Après ces constats des panélistes, des délégations ont présenté tour à tour les expériences d’alliances qu’elles ont mises en pratiques pour renforcer l’autonomisation des femmes et des filles.

Le Conseiller fédéral et Chef du Ministère de l’intérieur de la Suisse a fait valoir les alliances mises en place dans son pays entre les gouvernants et les populations qui sont régulièrement consultées, par voie référendaire, sur des questions essentielles de la vie publique, y compris les questions de protection sociale. 

En Estonie, a témoigné la Ministre de la santé et du travail, des ONG ont pris l’initiative de créer, en 2002, des centres pour la prise en charge de femmes victimes de violence.  Puis, le Gouvernement a accordé des subventions à ces structures.  Cette alliance a évolué à tel point que ces centres sont désormais entièrement financés par l’État, mais ce sont les organisations de la société civile qui continuent à offrir les services aux victimes, 24 heures sur 24. 

Il faut toutefois « faire attention à la privatisation des services sociaux », a prévenu la représentante de l’organisation Oxfam International, arguant que cela peut conduire à la fourniture de « prestations sociales au rabais » au détriment des femmes. 

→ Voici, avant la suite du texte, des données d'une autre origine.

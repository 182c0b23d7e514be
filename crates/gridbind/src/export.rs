use std::collections::BTreeMap;

use gridbind_doc::{CellValue, SheetWriter};
use tracing::{debug, warn};

use crate::error::BindError;
use crate::header::resolve_headers;
use crate::import::Flow;
use crate::metadata::Metadata;
use crate::slots::{RowInfo, RowSlots};

/// Caller-side callbacks for one export run over records of type `T`.
///
/// `convert` is the only mandatory method: it turns one record into field
/// values. Undeclared fields in the returned map are ignored; declared
/// fields missing from it are written as blanks.
pub trait ExportHooks<T> {
    fn begin(&mut self) {}

    /// Called before a sheet is filled. [`Flow::Stop`] skips this sheet.
    fn on_sheet_start(&mut self, _sheet: &str, _records: &[T]) -> Flow {
        Flow::Continue
    }

    fn convert(&mut self, record: &T) -> BTreeMap<String, CellValue>;

    /// Called after a record's values are loaded but before any cell is
    /// written.
    fn on_row_start(&mut self, _info: &RowInfo, _row: &RowSlots) {}

    /// Called after a record's cells are written; the pool holds the final
    /// rule-converted values.
    fn on_row_finished(&mut self, _info: &RowInfo, _row: &RowSlots) {}

    /// Called after a sheet is filled. [`Flow::Stop`] ends the whole run.
    fn on_sheet_finished(&mut self, _sheet: &str) -> Flow {
        Flow::Continue
    }

    fn finish(&mut self) {}
}

/// Export traversal: fills every enabled sheet of a template document with
/// converted records, growing the data region without overwriting footers.
pub struct Exporter<'m> {
    metadata: &'m Metadata,
}

impl<'m> Exporter<'m> {
    pub fn new(metadata: &'m Metadata) -> Self {
        Self { metadata }
    }

    pub fn run<W, T, H>(&self, writer: &mut W, records: &[T], hooks: &mut H) -> Result<(), BindError>
    where
        W: SheetWriter + ?Sized,
        H: ExportHooks<T>,
    {
        hooks.begin();
        for (index, sheet) in writer.sheet_names().iter().enumerate() {
            if !self.metadata.sheet_enabled(index as u32, sheet) {
                continue;
            }
            if hooks.on_sheet_start(sheet, records) == Flow::Stop {
                debug!(sheet, "sheet skipped by hook");
                continue;
            }
            self.export_sheet(writer, sheet, records, hooks)?;
            if hooks.on_sheet_finished(sheet) == Flow::Stop {
                debug!(sheet, "run stopped by hook");
                break;
            }
        }
        writer.recalculate()?;
        hooks.finish();
        Ok(())
    }

    fn export_sheet<W, T, H>(
        &self,
        writer: &mut W,
        sheet: &str,
        records: &[T],
        hooks: &mut H,
    ) -> Result<(), BindError>
    where
        W: SheetWriter + ?Sized,
        H: ExportHooks<T>,
    {
        let mut slots = resolve_headers(writer, sheet, self.metadata)?;
        let begin = self.metadata.skip_rows();

        // Footer handling needs at least one full data row between the data
        // start and the footer; anything tighter is a layout mistake.
        let footer_row = match self.metadata.footer_rows().min() {
            Some(min) if min > begin + 1 => Some(min),
            Some(min) => {
                warn!(sheet, footer = min, data = begin, "footer too close to data region; ignored");
                None
            }
            None => None,
        };

        if let Some(footer) = footer_row {
            let template_rows = footer - begin;
            let needed = records.len() as u32;
            if needed > template_rows {
                writer.insert_rows(sheet, footer, needed - template_rows)?;
            }
        }

        for (i, record) in records.iter().enumerate() {
            let row = begin + i as u32;
            writer.ensure_row(sheet, row)?;
            if i > 0 {
                // The first data row is the formatting template for the rest.
                writer.copy_row_format(sheet, begin, row)?;
            }

            let mut values = hooks.convert(record);
            for j in 0..slots.len() {
                let slot = slots.slot_at_mut(j);
                slot.row = row;
                slot.value = values.remove(&slot.field).unwrap_or(CellValue::Empty);
            }

            let info = RowInfo {
                sheet: sheet.to_string(),
                row_number: row + 1,
            };
            hooks.on_row_start(&info, &slots);

            for j in 0..slots.len() {
                let field = slots.slot_at(j).field.clone();
                if let Some(rule) = self.metadata.rule(&field) {
                    rule.export(&mut slots, &field);
                }
                let slot = slots.slot_at(j);
                if slot.value == CellValue::Empty {
                    writer.clear_cell(sheet, row, slot.column)?;
                } else {
                    writer.set_cell_value(sheet, row, slot.column, slot.value.clone())?;
                }
            }

            // Stale template cells beyond the declared layout would leak into
            // the output; blank them, styling stays.
            let width = self.metadata.column_count();
            for col in width..writer.row_cell_count(sheet, row)? {
                writer.clear_cell(sheet, row, col)?;
            }

            hooks.on_row_finished(&info, &slots);
        }
        Ok(())
    }
}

En République de Corée, a expliqué la Ministre de l’égalité du genre et de la famille, c’est une alliance de neuf agences nationales qui lutte contre la violence sexuelle et sexiste, un combat redynamisé depuis la vague du mouvement « Me Too ». 

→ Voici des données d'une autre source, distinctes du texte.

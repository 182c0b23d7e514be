//! GridBind document contract.
//!
//! The binding engine never touches a spreadsheet file format directly; it
//! speaks to documents through the [`SheetReader`] / [`SheetWriter`] traits
//! defined here. [`MemoryAdapter`] is the reference backend: a JSON-
//! serializable in-memory workbook that implements the full contract,
//! including template-preserving row insertion. Real file-format adapters
//! implement the same pair of traits.
//!
//! Rows and columns are 0-based throughout.

pub mod error;
pub mod memory;
pub mod traits;
pub mod value;

pub use error::DocError;
pub use memory::{MemCell, MemoryAdapter};
pub use traits::{SheetReader, SheetWriter};
pub use value::CellValue;
use gridbind_doc::{CellValue, DocError, SheetReader};
use gridbind_spec::parse_marker;

use crate::metadata::Metadata;
use crate::slots::{FieldSlot, RowSlots};

/// Resolve header titles for every declared column of one sheet.
///
/// Each enabled header row is read for each declared column; when several
/// header rows carry text for the same column the last one wins. A
/// required marker found in a header upgrades the column to required; it
/// never downgrades a declaration-level requirement. Columns with no header
/// text fall back to a positional title.
pub fn resolve_headers<R: SheetReader + ?Sized>(
    reader: &R,
    sheet: &str,
    metadata: &Metadata,
) -> Result<RowSlots, DocError> {
    let row_count = reader.row_count(sheet)?;
    let mut slots = Vec::new();

    for spec in metadata.declared_columns() {
        let mut title: Option<String> = None;
        let mut header_required: Option<bool> = None;

        // Only explicit header indices are scanned; `*` has no enumerable
        // membership and yields positional titles.
        for row in metadata.header_rows().iter().filter(|&row| row < row_count) {
            let cell = reader.cell_value(sheet, row, spec.column)?;
            if cell.is_blank() {
                continue;
            }
            if let Some((name, required)) = parse_marker(&cell.to_string()) {
                title = Some(name);
                header_required = Some(required);
            }
        }

        slots.push(FieldSlot {
            field: spec.field.clone(),
            column: spec.column,
            required: spec.required || header_required.unwrap_or(false),
            title: title.unwrap_or_else(|| format!("column {}", spec.column)),
            row: 0,
            value: CellValue::Empty,
        });
    }

    Ok(RowSlots::new(slots))
}

#[cfg(test)]
mod tests {
    use super::*;
    use gridbind_doc::{MemoryAdapter, SheetWriter};
    use gridbind_spec::BindConfig;

    fn metadata(yaml: &str) -> Metadata {
        let config = BindConfig::from_yaml_str(yaml).expect("yaml parses");
        Metadata::from_config(&config).expect("metadata builds")
    }

    #[test]
    fn later_header_row_wins_and_required_upgrades() {
        let mut doc = MemoryAdapter::default();
        doc.add_sheet("Roster");
        doc.set_cell_value("Roster", 0, 0, CellValue::from("Identifier")).unwrap();
        doc.set_cell_value("Roster", 0, 1, CellValue::from("Name")).unwrap();
        doc.set_cell_value("Roster", 1, 1, CellValue::from("*Full Name")).unwrap();

        let meta = metadata("columns: \"id,name,joined\"\nheader.rows: \"1-2\"\n");
        let slots = resolve_headers(&doc, "Roster", &meta).unwrap();

        let id = slots.get("id").unwrap();
        assert_eq!(id.title, "Identifier");
        assert!(!id.required);

        let name = slots.get("name").unwrap();
        assert_eq!(name.title, "Full Name");
        assert!(name.required);

        // No header text at all: positional fallback.
        let joined = slots.get("joined").unwrap();
        assert_eq!(joined.title, "column 2");
    }

    #[test]
    fn declaration_required_survives_unmarked_header() {
        let mut doc = MemoryAdapter::default();
        doc.add_sheet("Roster");
        doc.set_cell_value("Roster", 0, 0, CellValue::from("Name")).unwrap();

        let meta = metadata("columns: \"*name\"\nheader.row: \"1\"\n");
        let slots = resolve_headers(&doc, "Roster", &meta).unwrap();
        let name = slots.get("name").unwrap();
        assert!(name.required);
        assert_eq!(name.title, "Name");
    }

    #[test]
    fn no_header_rows_means_positional_titles() {
        let mut doc = MemoryAdapter::default();
        doc.add_sheet("Roster");

        let meta = metadata("columns: \"id,-,amount\"\n");
        let slots = resolve_headers(&doc, "Roster", &meta).unwrap();
        assert_eq!(slots.len(), 2);
        assert_eq!(slots.get("amount").unwrap().title, "column 2");
    }
}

Sur un autre continent, au Nigéria, une alliance avec la Banque africaine du développement (BAD) permet au Gouvernement de financer des programmes de protection sociale qui visent les familles les plus vulnérables.

Même son de cloche chez son voisin du Cameroun.  Mme Marie-Thérèse Abena Ondoa, la Ministre camerounaise de la femme et de la famille, a ainsi parlé d’un ensemble de programmes visant des groupes vulnérables, dont celui des femmes autochtones.  Des campagnes au niveau communautaire permettent aussi de faire face à des problèmes tels que le mariage précoce, les mutilations génitales féminines et la prise en charge des réfugiés.

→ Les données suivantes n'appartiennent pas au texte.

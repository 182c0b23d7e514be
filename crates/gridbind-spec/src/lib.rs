//! GridBind specification model.
//!
//! This crate holds the declarative half of the GridBind engine: the flat
//! key/value configuration consumed by the runtime, the compact selector
//! grammar used to pick rows and sheets, the required-marker grammar applied
//! to header text, and the ordered column-token list. It deliberately knows
//! nothing about concrete spreadsheets; the `gridbind` crate binds this model
//! to documents at runtime.

mod columns;
mod config;
mod marker;
mod selector;
mod validation;

pub use columns::{COLUMN_PLACEHOLDER, ColumnSpec, parse_column_list, parse_columns};
pub use config::{BindConfig, ConfigValue, keys};
pub use marker::parse_marker;
pub use selector::{IndexSelector, NameSelector, SelectorMode};
pub use validation::{ConfigIssue, ValidationError};

/// Split a delimiter-separated token list on `,` or `|`, trimming each token.
///
/// Empty tokens are preserved so positional grammars (the column list) can
/// treat them as placeholders.
pub(crate) fn split_list(input: &str) -> impl Iterator<Item = &str> {
    input.split([',', '|']).map(str::trim)
}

Une représentante de Handicap International a insisté sur la vulnérabilité spécifique touchant les femmes handicapées.  Celles-ci, en effet, ne peuvent pas facilement bénéficier de services de santé, souffrent plus souvent du chômage ou sont victimes de violence.  Il faut donc améliorer les infrastructures d’accessibilité, tout en mettant sur pied un mécanisme supplémentaire pour aider les enfants de mères handicapées.  Handicap International estime qu’il faut éviter à tout prix que ces enfants ne soient placés de force dans une autre famille. 

Un autre objet de frustration a trait aux services de santé génésiques en faveur de jeunes femmes, a déclaré la représentante d’Ipass Nigeria.  Pour cette ONG, même quand la loi autorise les avortements, les infrastructures de santé ne sont pas forcément accueillantes et elles ont tendance à stigmatiser les femmes, les poussant ainsi à se tourner vers des interventions clandestines très risquées pour leur santé. 

La représentante de la Nouvelle-Zélande a expliqué que les alliances sont incontournables, puisqu’aucun gouvernement ne peut travailler seul.  C’est ainsi que les autorités de son pays collaborent avec les femmes kiwis afin d’améliorer leur sort et « réparer des injustices du passé colonial du Royaume-Uni ». 

« Les alliances au Danemark sont visibles », s’est enorgueillie pour sa part la représentante danoise en faisant remarquer le grand nombre d’ONG faisant partie de la délégation nationale à cette session de la Commission de la condition de la femme.

Demain, mercredi 13 mars, la Commission tiendra, à 10 heures, un dialogue interactif de haut niveau sur la mise en œuvre de la Déclaration et du Programme d’action de Beijing, avant d’examiner, à 15 heures, des exemples nationaux du lien entre autonomisation de la femme et développement durable.